Его дочь бросила на ходу:
- Я на минутку, - и пошла вдоль по тротуару.
- Кажется, мы скоро сможем снова пользоваться нашей стоянкой, - вежливо обратился к подрядчику Паско.
- Что? А, да. Мы почти закончили.
- А потом? Есть еще работа, пока погода позволяет?
От этих слов Стринджер почему-то взорвался.
- Я не какой-нибудь каменщик, - заявил он, - я полноправный партнер!
- Даже в таком случае вам все равно нужно работать, чтобы получать какую-то прибыль.
- Прорвемся. А вам-то что за дело, если уж на то пошло?
- Просто вежливое проявление сочувственного интереса, мистер Стринджер.
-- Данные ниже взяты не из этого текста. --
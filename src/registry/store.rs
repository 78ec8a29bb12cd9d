//! Connection registry implementation
//!
//! The only source of truth for who is online right now: a map from session
//! id to the connection's handle and registered identity.

use std::collections::HashMap;

use tokio::sync::RwLock;

use crate::protocol::Identity;

use super::client::{ClientHandle, SessionId};

/// One registered connection
#[derive(Debug, Clone)]
pub struct RegisteredClient {
    /// Handle for delivery, liveness and forced close
    pub handle: ClientHandle,
    /// The identity the connection registered under
    pub identity: Identity,
}

/// In-memory registry of live, registered connections
///
/// Keyed by session id, not by user attributes: one user on two devices is
/// two independent entries. Entries are removed synchronously when a
/// connection closes, errors, or is evicted by the liveness monitor, never
/// left dangling.
pub struct ConnectionRegistry {
    clients: RwLock<HashMap<SessionId, RegisteredClient>>,
}

impl ConnectionRegistry {
    /// Create an empty registry
    pub fn new() -> Self {
        Self {
            clients: RwLock::new(HashMap::new()),
        }
    }

    /// Register a connection under an identity
    ///
    /// Registering an already-registered connection overwrites its previous
    /// identity. An empty `user_id` is accepted as an anonymous client; it
    /// stays unreachable through any filter that specifies a user.
    pub async fn register(&self, handle: ClientHandle, identity: Identity) {
        let id = handle.id();

        if identity.is_anonymous() {
            tracing::warn!(session_id = id, "registering anonymous client (empty user_id)");
        }

        let mut clients = self.clients.write().await;
        let previous = clients.insert(id, RegisteredClient { handle, identity });

        match previous {
            Some(prev) => tracing::info!(
                session_id = id,
                previous = %prev.identity,
                "client re-registered"
            ),
            None => tracing::info!(session_id = id, total = clients.len(), "client registered"),
        }
    }

    /// Remove a connection's registration
    ///
    /// Idempotent: unregistering an unknown session id is a no-op.
    pub async fn unregister(&self, id: SessionId) {
        let mut clients = self.clients.write().await;

        if let Some(removed) = clients.remove(&id) {
            tracing::info!(
                session_id = id,
                identity = %removed.identity,
                total = clients.len(),
                "client unregistered"
            );
        }
    }

    /// Snapshot of the current registry state
    ///
    /// The returned pairs are clones; iterating them is isolated from any
    /// concurrent register/unregister.
    pub async fn snapshot(&self) -> Vec<(ClientHandle, Identity)> {
        let clients = self.clients.read().await;
        clients
            .values()
            .map(|c| (c.handle.clone(), c.identity.clone()))
            .collect()
    }

    /// Number of registered connections
    pub async fn len(&self) -> usize {
        self.clients.read().await.len()
    }

    /// Whether no connection is registered
    pub async fn is_empty(&self) -> bool {
        self.clients.read().await.is_empty()
    }
}

impl Default for ConnectionRegistry {
    fn default() -> Self {
        Self::new()
    }
}
//! Durable pending-notification queue
//!
//! Notifications that could not be delivered live are parked here and handed
//! back out when a matching client registers. The queue guarantees
//! at-least-once delivery: an entry leaves permanently only through a
//! successful `take_matching`, and failed redeliveries put it back via
//! `requeue`.

pub mod durable;
pub mod pending;
pub mod store;

pub use durable::DurableQueue;
pub use pending::PendingNotification;
pub use store::{FileStore, MemoryStore, QueueStore, StoreError};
- Полицейская привычка совать нос в чужие дела. Да подавитесь вы своим сочувствием! Я всегда справлялся один без посторонней помощи.
- Я уверен в этом. Вы, должно быть, гордитесь, что у вас внук. Сколько ему?
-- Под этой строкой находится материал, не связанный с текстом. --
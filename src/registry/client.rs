//! Client handles and per-connection liveness state
//!
//! A [`ClientHandle`] is the registry's view of one live connection: a way
//! to deliver outbound messages with confirmation, a liveness flag shared
//! with the connection's read loop, and a close signal for forced eviction.

use std::sync::atomic::{AtomicBool, Ordering};
use std::sync::Arc;

use tokio::sync::{mpsc, oneshot, Notify};

use crate::protocol::OutboundMessage;

/// Identifier for one accepted connection
pub type SessionId = u64;

/// Liveness state of a connection, driven by the heartbeat monitor
#[derive(Debug, Clone, Copy, PartialEq, Eq)]
pub enum Liveness {
    /// Responded (or sent any traffic) since the last probe
    Alive,
    /// Probed, no response yet; found like this at the next tick it is evicted
    Pending,
}

/// Shared liveness flag
///
/// Transitions: the heartbeat monitor flips `Alive -> Pending` when it sends
/// a probe; any inbound traffic on the connection flips it back to `Alive`.
/// Nothing else touches it.
#[derive(Debug)]
pub struct LivenessFlag(AtomicBool);

impl LivenessFlag {
    /// New connections start out alive
    pub fn new() -> Self {
        Self(AtomicBool::new(true))
    }

    /// Record inbound traffic
    pub fn mark_alive(&self) {
        self.0.store(true, Ordering::Relaxed);
    }

    /// Record an outstanding probe
    pub fn mark_pending(&self) {
        self.0.store(false, Ordering::Relaxed);
    }

    /// Current state
    pub fn get(&self) -> Liveness {
        if self.0.load(Ordering::Relaxed) {
            Liveness::Alive
        } else {
            Liveness::Pending
        }
    }
}

impl Default for LivenessFlag {
    fn default() -> Self {
        Self::new()
    }
}

/// Why a delivery attempt failed
#[derive(Debug, Clone, PartialEq, Eq)]
pub enum DeliveryError {
    /// The connection's writer task is gone (connection closed)
    Closed,
    /// The transport reported a write failure
    Transport(String),
}

impl std::fmt::Display for DeliveryError {
    fn fmt(&self, f: &mut std::fmt::Formatter<'_>) -> std::fmt::Result {
        match self {
            DeliveryError::Closed => write!(f, "connection closed"),
            DeliveryError::Transport(e) => write!(f, "transport error: {}", e),
        }
    }
}

impl std::error::Error for DeliveryError {}

/// One outbound message queued to a connection's writer task
///
/// The writer reports the actual write outcome on `ack`, which is what turns
/// fire-and-forget channel sends into confirmed deliveries.
pub struct Outgoing {
    /// The message to put on the wire
    pub message: OutboundMessage,
    /// Where the writer reports the write outcome
    pub ack: oneshot::Sender<Result<(), DeliveryError>>,
}

/// Handle to one live connection
///
/// Cheap to clone; all clones refer to the same connection. Held by the
/// registry and by the connection task itself.
#[derive(Clone)]
pub struct ClientHandle {
    id: SessionId,
    tx: mpsc::UnboundedSender<Outgoing>,
    liveness: Arc<LivenessFlag>,
    close: Arc<Notify>,
}

impl ClientHandle {
    /// Create a handle plus the receiving end for its writer task
    pub fn new(id: SessionId) -> (Self, mpsc::UnboundedReceiver<Outgoing>) {
        let (tx, rx) = mpsc::unbounded_channel();
        let handle = Self {
            id,
            tx,
            liveness: Arc::new(LivenessFlag::new()),
            close: Arc::new(Notify::new()),
        };
        (handle, rx)
    }

    /// Session id of the underlying connection
    pub fn id(&self) -> SessionId {
        self.id
    }

    /// Deliver one message and wait for the transport's confirmation
    ///
    /// Both failure shapes land here: a connection that is already gone
    /// fails the channel send, a transport that dies mid-write fails the
    /// ack. Callers decide between requeue and drop based on this result.
    pub async fn deliver(&self, message: OutboundMessage) -> Result<(), DeliveryError> {
        let (ack, confirmed) = oneshot::channel();

        self.tx
            .send(Outgoing { message, ack })
            .map_err(|_| DeliveryError::Closed)?;

        match confirmed.await {
            Ok(result) => result,
            // Writer dropped the ack without reporting: treat as closed.
            Err(_) => Err(DeliveryError::Closed),
        }
    }

    /// Record inbound traffic for the liveness monitor
    pub fn mark_alive(&self) {
        self.liveness.mark_alive();
    }

    /// Record an outstanding liveness probe
    pub fn mark_pending(&self) {
        self.liveness.mark_pending();
    }

    /// Current liveness state
    pub fn liveness(&self) -> Liveness {
        self.liveness.get()
    }

    /// Signal the connection task to shut down
    ///
    /// `notify_one` stores a permit, so the signal is not lost if the
    /// connection task is mid-dispatch rather than parked on the notifier.
    pub fn close(&self) {
        self.close.notify_one();
    }

    /// The notifier the connection task waits on for forced closes
    pub fn close_signal(&self) -> Arc<Notify> {
        Arc::clone(&self.close)
    }
}

impl std::fmt::Debug for ClientHandle {
    fn fmt(&self, f: &mut std::fmt::Formatter<'_>) -> std::fmt::Result {
        f.debug_struct("ClientHandle")
            .field("id", &self.id)
            .field("liveness", &self.liveness.get())
            .finish()
    }
}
- Скоро два, - сказал Стринджер. - Ничего себе пацан.
Это смахивало на хвастовство, если подобная человеческая слабость вообще была ведома этому человеку.
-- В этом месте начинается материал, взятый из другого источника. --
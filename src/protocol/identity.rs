//! Identity and filter types
//!
//! An [`Identity`] is the attribute tuple a connection registers under. A
//! [`Filter`] is a partial identity used to select the recipients of a
//! broadcast: every attribute it specifies must match exactly, attributes it
//! leaves out are ignored.

use serde::{Deserialize, Serialize};

/// The attribute tuple a connection is registered under
///
/// All attributes are opaque strings. `first_name` is display-only and is
/// never consulted by filter matching.
#[derive(Debug, Clone, PartialEq, Eq, Serialize, Deserialize)]
pub struct Identity {
    /// Tenant/domain the client belongs to
    #[serde(default)]
    pub domain: String,

    /// Client platform (e.g. "web", "ios")
    #[serde(default)]
    pub platform: String,

    /// User identifier; empty means anonymous
    #[serde(default)]
    pub user_id: String,

    /// Display name, never matched against
    #[serde(default)]
    pub first_name: String,

    /// Role within the domain (e.g. "admin")
    #[serde(default)]
    pub role: String,
}

impl Identity {
    /// Whether this identity carries no user id
    ///
    /// Anonymous registrations are accepted but can only be reached by
    /// filters that do not specify a `user_id`.
    pub fn is_anonymous(&self) -> bool {
        self.user_id.is_empty()
    }
}

impl std::fmt::Display for Identity {
    fn fmt(&self, f: &mut std::fmt::Formatter<'_>) -> std::fmt::Result {
        write!(f, "{}/{}/{}", self.domain, self.platform, self.user_id)
    }
}

/// A partial identity selecting broadcast recipients
///
/// Each attribute is either a concrete value or unspecified (`None` or the
/// empty string, which the wire format does not distinguish). A filter with
/// every attribute unspecified matches every registered identity, making an
/// all-wildcard broadcast a send to every connected client.
#[derive(Debug, Clone, Default, PartialEq, Eq, Serialize, Deserialize)]
pub struct Filter {
    #[serde(default, skip_serializing_if = "Option::is_none")]
    pub domain: Option<String>,

    #[serde(default, skip_serializing_if = "Option::is_none")]
    pub platform: Option<String>,

    #[serde(default, skip_serializing_if = "Option::is_none")]
    pub user_id: Option<String>,

    #[serde(default, skip_serializing_if = "Option::is_none")]
    pub role: Option<String>,
}

/// True when the filter attribute is either unspecified or equal to the
/// identity attribute.
fn attr_matches(wanted: &Option<String>, actual: &str) -> bool {
    match wanted.as_deref() {
        None | Some("") => true,
        Some(value) => value == actual,
    }
}

/// True when the filter attribute carries no concrete value.
fn attr_unspecified(attr: &Option<String>) -> bool {
    matches!(attr.as_deref(), None | Some(""))
}

impl Filter {
    /// Build a filter that matches a single user id
    pub fn for_user(user_id: impl Into<String>) -> Self {
        Self {
            user_id: Some(user_id.into()),
            ..Default::default()
        }
    }

    /// Whether every attribute is unspecified
    pub fn is_wildcard(&self) -> bool {
        attr_unspecified(&self.domain)
            && attr_unspecified(&self.platform)
            && attr_unspecified(&self.user_id)
            && attr_unspecified(&self.role)
    }

    /// Check whether `identity` satisfies this filter
    ///
    /// Exact equality on every specified attribute, attribute order
    /// irrelevant, no partial or case-insensitive matching. Pure function,
    /// safe to call from any number of concurrent callers.
    pub fn matches(&self, identity: &Identity) -> bool {
        attr_matches(&self.domain, &identity.domain)
            && attr_matches(&self.platform, &identity.platform)
            && attr_matches(&self.user_id, &identity.user_id)
            && attr_matches(&self.role, &identity.role)
    }
}

impl std::fmt::Display for Filter {
    fn fmt(&self, f: &mut std::fmt::Formatter<'_>) -> std::fmt::Result {
        let fmt_attr = |a: &Option<String>| match a.as_deref() {
            None | Some("") => "*".to_string(),
            Some(v) => v.to_string(),
        };
        write!(
            f,
            "{}/{}/{}/{}",
            fmt_attr(&self.domain),
            fmt_attr(&self.platform),
            fmt_attr(&self.user_id),
            fmt_attr(&self.role)
        )
    }
}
- Похож на дедушку, да? - спросил Паско, надеясь еще немножко растопить лед. Но, видно, перестарался, ибо на него так и повеяло жаром, когда Стринджер с горячностью воскликнул:
- Только бы не был похож на своего отца!
- Простите? Его отец… он что?..
- Что "он что"? - осведомился Стринджер.
- Не знаю. Умер, может быть.
- Умер? С чего вы взяли такую ерунду? - опять озлился Стринджер.
- Мистер Стринджер, - язвительно проговорил Паско, - ясно, что вам что-то не нравится в вашем зяте. Если вы будете так любезны, чтобы объяснить мне, что именно, я, возможно, смогу впредь не наносить вам оскорблений.
К удивлению Паско, его призыв нашел положительный отклик, хоть ответ не имел прямого отношения к делу.
- Мы живем в мире, который тяжко болен, - произнес Стринджер тоном человека, изрекающего истину в последней инстанции.
- Да, конечно, наряду с достоинствами наш мир имеет и свои недостатки, - согласился Паско. - Но в чем именно вы видите его болезни?
- Во всем! Если бы наш мир не был так серьезно болен, зачем Господу насылать на нас такие беды, как СПИД и наркотики. Только чтобы наказать грешников!
Паско внутренне содрогнулся. Он совсем забыл, что Стринджер помешался на религии, а именно на эту тему Паско предпочитал не беседовать.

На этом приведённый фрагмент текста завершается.